*DESCRIPTION OF THE TASK*. How many lines in these records hold the string "GraphAnalytics"? State only that number.

*SUPPLIED DATA*.
+++++

//! Kernel metadata.
//!
//! Every analysis component is a kernel: a stateless struct carrying metadata
//! and exposing a pure `compute` function over a transaction batch.

use crate::domain::Domain;
use serde::{Deserialize, Serialize};

/// Kernel metadata.
#[derive(Clone, Debug, PartialEq, Eq, Serialize, Deserialize)]
pub struct KernelMetadata {
    /// Unique kernel identifier (e.g., "graph/cycle-detection").
    pub id: String,

    /// Analysis stage the kernel belongs to.
    pub domain: Domain,

    /// Human-readable description.
    pub description: String,

    /// Version of the kernel implementation.
    pub version: u32,
}

impl KernelMetadata {
    /// Create metadata for a batch kernel.
    #[must_use]
    pub fn batch(id: impl Into<String>, domain: Domain) -> Self {
        Self {
            id: id.into(),
            domain,
            description: String::new(),
            version: 1,
        }
    }

    /// Set the description.
    #[must_use]
    pub fn with_description(mut self, description: impl Into<String>) -> Self {
        self.description = description.into();
        self
    }

    /// Set the version.
    #[must_use]
    pub fn with_version(mut self, version: u32) -> Self {
        self.version = version;
        self
    }

    /// Returns the kernel name in `Domain.KernelName` form.
    ///
    /// The kernel name is the last id segment in PascalCase
    /// (e.g. "graph/cycle-detection" -> "GraphAnalytics.CycleDetection").
    #[must_use]
    pub fn feature_string(&self) -> String {
        let name = self.id.rsplit('/').next().unwrap_or(&self.id);
        format!("{}.{}", self.domain, to_pascal_case(name))
    }
}

impl Default for KernelMetadata {
    fn default() -> Self {
        Self::batch("unnamed", Domain::Pipeline)
    }
}

/// Convert a kebab-case or snake_case string to PascalCase.
fn to_pascal_case(s: &str) -> String {
    s.split(['-', '_'])
        .filter(|part| !part.is_empty())
        .map(|part| {
            let mut chars = part.chars();
            match chars.next() {
                Some(first) => first.to_uppercase().chain(chars).collect(),
                None => String::new(),
            }
        })
        .collect()
}
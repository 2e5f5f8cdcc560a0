//! Subscriber setup for the analysis kernels.
//!
//! Every kernel crate logs under its own target (`fraudnet_graph`,
//! `fraudnet_detect`, ...), one per [`Domain`]. `LogConfig` turns a base level
//! plus per-domain overrides into a single `EnvFilter` directive string, so
//! that e.g. detector hit counts can be traced without drowning in graph
//! stage output.
//!
//! ```rust,ignore
//! use fraudnet_core::{domain::Domain, logging::{LogConfig, LogLevel}};
//!
//! LogConfig::production()
//!     .with_domain_level(Domain::PatternDetection, LogLevel::Debug)
//!     .init()?;
//! ```

use crate::domain::Domain;
use hashbrown::HashMap;
use serde::{Deserialize, Serialize};
use std::fmt;
use std::str::FromStr;

/// Verbosity of a log target.
#[derive(Debug, Clone, Copy, PartialEq, Eq, Default, Serialize, Deserialize)]
#[serde(rename_all = "lowercase")]
pub enum LogLevel {
    /// Per-step internals (PageRank iterations, window scans).
    Trace,
    /// Per-stage hit counts.
    Debug,
    /// Batch start and finish.
    #[default]
    Info,
    /// Skipped accounts and non-convergence.
    Warn,
    /// Errors only.
    Error,
}

impl LogLevel {
    /// Directive spelling understood by `EnvFilter`.
    #[must_use]
    pub const fn as_str(&self) -> &'static str {
        match self {
            LogLevel::Trace => "trace",
            LogLevel::Debug => "debug",
            LogLevel::Info => "info",
            LogLevel::Warn => "warn",
            LogLevel::Error => "error",
        }
    }
}

impl fmt::Display for LogLevel {
    fn fmt(&self, f: &mut fmt::Formatter<'_>) -> fmt::Result {
        f.write_str(self.as_str())
    }
}

impl FromStr for LogLevel {
    type Err = String;

    fn from_str(s: &str) -> Result<Self, Self::Err> {
        let level = s.trim().to_ascii_lowercase();
        [
            LogLevel::Trace,
            LogLevel::Debug,
            LogLevel::Info,
            LogLevel::Warn,
            LogLevel::Error,
        ]
        .into_iter()
        .find(|candidate| candidate.as_str() == level)
        .or_else(|| (level == "warning").then_some(LogLevel::Warn))
        .ok_or_else(|| format!("unknown log level: {}", s))
    }
}

/// `tracing` target the kernels of a domain log under.
#[must_use]
pub const fn domain_target(domain: Domain) -> &'static str {
    match domain {
        Domain::GraphAnalytics => "fraudnet_graph",
        Domain::PatternDetection => "fraudnet_detect",
        Domain::Scoring => "fraudnet_scoring",
        Domain::Pipeline => "fraudnet",
    }
}

/// Subscriber configuration.
#[derive(Debug, Clone, Default, PartialEq, Serialize, Deserialize)]
#[serde(default)]
pub struct LogConfig {
    /// Level for every target without an override.
    pub level: LogLevel,
    /// Overrides for individual analysis domains.
    pub domain_levels: HashMap<Domain, LogLevel>,
    /// Emit JSON lines instead of human-readable text.
    pub structured: bool,
    /// Attach file and line to every event.
    pub include_location: bool,
    /// Attach the emitting thread id; useful with the parallel pipeline.
    pub include_thread_ids: bool,
}

impl LogConfig {
    /// Verbose text output with source locations.
    #[must_use]
    pub fn development() -> Self {
        Self {
            level: LogLevel::Debug,
            include_location: true,
            ..Self::default()
        }
    }

    /// JSON output with thread ids; the graph stage is kept at `warn` since
    /// it only reports non-convergence worth reading.
    #[must_use]
    pub fn production() -> Self {
        Self {
            structured: true,
            include_thread_ids: true,
            ..Self::default()
        }
        .with_domain_level(Domain::GraphAnalytics, LogLevel::Warn)
    }

    /// Set the base level.
    #[must_use]
    pub fn with_level(mut self, level: LogLevel) -> Self {
        self.level = level;
        self
    }

    /// Override the level of one domain's kernels.
    #[must_use]
    pub fn with_domain_level(mut self, domain: Domain, level: LogLevel) -> Self {
        self.domain_levels.insert(domain, level);
        self
    }

    /// `EnvFilter` directives: the base level followed by one
    /// `target=level` entry per overridden domain, in [`Domain::ALL`] order.
    #[must_use]
    pub fn filter_directives(&self) -> String {
        Domain::ALL
            .iter()
            .filter_map(|domain| {
                self.domain_levels
                    .get(domain)
                    .map(|level| format!("{}={}", domain_target(*domain), level))
            })
            .fold(self.level.to_string(), |mut directives, entry| {
                directives.push(',');
                directives.push_str(&entry);
                directives
            })
    }

    /// Install the global subscriber.
    ///
    /// `RUST_LOG`, when set, replaces the configured directives. A second
    /// call keeps the subscriber installed by the first.
    pub fn init(&self) -> crate::error::Result<()> {
        use tracing_subscriber::{fmt, layer::SubscriberExt, util::SubscriberInitExt, EnvFilter};

        let filter = match EnvFilter::try_from_default_env() {
            Ok(filter) => filter,
            Err(_) => EnvFilter::try_new(self.filter_directives()).map_err(|e| {
                crate::error::FraudError::config(format!("invalid log directives: {}", e))
            })?,
        };

        let text = (!self.structured).then(|| {
            fmt::layer()
                .with_thread_ids(self.include_thread_ids)
                .with_file(self.include_location)
                .with_line_number(self.include_location)
        });
        let json = self.structured.then(|| {
            fmt::layer()
                .json()
                .with_thread_ids(self.include_thread_ids)
                .with_file(self.include_location)
                .with_line_number(self.include_location)
        });

        // Already-installed subscriber is not an error.
        let _ = tracing_subscriber::registry()
            .with(filter)
            .with(text)
            .with(json)
            .try_init();

        Ok(())
    }
}
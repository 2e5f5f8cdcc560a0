//! Per-account flow aggregation kernel.

use crate::types::{FlowMap, FlowMetrics};
use fraudnet_core::{
    domain::Domain, kernel::KernelMetadata, traits::AnalysisKernel, transaction::Transaction,
};

/// Computes incoming/outgoing totals, net flow and transaction counts.
#[derive(Debug, Clone)]
pub struct FlowAggregator {
    metadata: KernelMetadata,
}

impl Default for FlowAggregator {
    fn default() -> Self {
        Self::new()
    }
}

impl FlowAggregator {
    /// Create a new flow aggregation kernel.
    #[must_use]
    pub fn new() -> Self {
        Self {
            metadata: KernelMetadata::batch("graph/flow-metrics", Domain::GraphAnalytics)
                .with_description("Per-account incoming/outgoing totals and counts"),
        }
    }

    /// Aggregate flows in a single pass.
    ///
    /// The account universe is the union of all senders and receivers. An
    /// account active on both sides of a transfer (including a self-transfer)
    /// is counted once per side.
    pub fn compute(transactions: &[Transaction]) -> FlowMap {
        let mut metrics = FlowMap::new();

        for tx in transactions {
            let sender = metrics.entry(tx.sender_id.clone()).or_default();
            sender.outgoing_total += tx.amount;
            sender.transaction_count += 1;

            let receiver = metrics.entry(tx.receiver_id.clone()).or_default();
            receiver.incoming_total += tx.amount;
            receiver.transaction_count += 1;
        }

        for flow in metrics.values_mut() {
            flow.net_flow = flow.incoming_total - flow.outgoing_total;
        }

        metrics
    }

    /// Sum of `incoming_total + outgoing_total` over the given accounts.
    /// Accounts missing from `metrics` contribute nothing.
    pub fn volume<'a>(metrics: &FlowMap, accounts: impl IntoIterator<Item = &'a String>) -> f64 {
        accounts
            .into_iter()
            .filter_map(|account| metrics.get(account))
            .map(FlowMetrics::volume)
            .sum()
    }
}

impl AnalysisKernel for FlowAggregator {
    fn metadata(&self) -> &KernelMetadata {
        &self.metadata
    }
}

#[cfg(test)]
mod tests {
    use super::*;
    use chrono::{TimeZone, Utc};

    fn tx(from: &str, to: &str, amount: f64) -> Transaction {
        Transaction::new(from, to, amount, Utc.with_ymd_and_hms(2024, 3, 1, 12, 0, 0).unwrap())
    }

    #[test]
    fn test_single_transaction() {
        let metrics = FlowAggregator::compute(&[tx("A", "B", 100.0)]);

        assert_eq!(
            metrics["A"],
            FlowMetrics {
                incoming_total: 0.0,
                outgoing_total: 100.0,
                net_flow: -100.0,
                transaction_count: 1,
            }
        );
        assert_eq!(
            metrics["B"],
            FlowMetrics {
                incoming_total: 100.0,
                outgoing_total: 0.0,
                net_flow: 100.0,
                transaction_count: 1,
            }
        );
    }

    #[test]
    fn test_both_sides_counted() {
        let metrics = FlowAggregator::compute(&[
            tx("A", "B", 100.0),
            tx("B", "C", 60.0),
            tx("C", "A", 30.0),
        ]);

        let b = metrics["B"];
        assert_eq!(b.transaction_count, 2);
        assert_eq!(b.incoming_total, 100.0);
        assert_eq!(b.outgoing_total, 60.0);
        assert_eq!(b.net_flow, 40.0);

        let volume = FlowAggregator::volume(&metrics, &["A".to_string(), "B".to_string()]);
        assert_eq!(volume, 130.0 + 160.0);
    }

    #[test]
    fn test_self_transfer_counted_twice() {
        let metrics = FlowAggregator::compute(&[tx("A", "A", 10.0)]);
        assert_eq!(metrics["A"].transaction_count, 2);
        assert_eq!(metrics["A"].net_flow, 0.0);
    }

    #[test]
    fn test_empty_batch() {
        assert!(FlowAggregator::compute(&[]).is_empty());
    }
}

+++++

*RESULT OF THIS TASK*. 4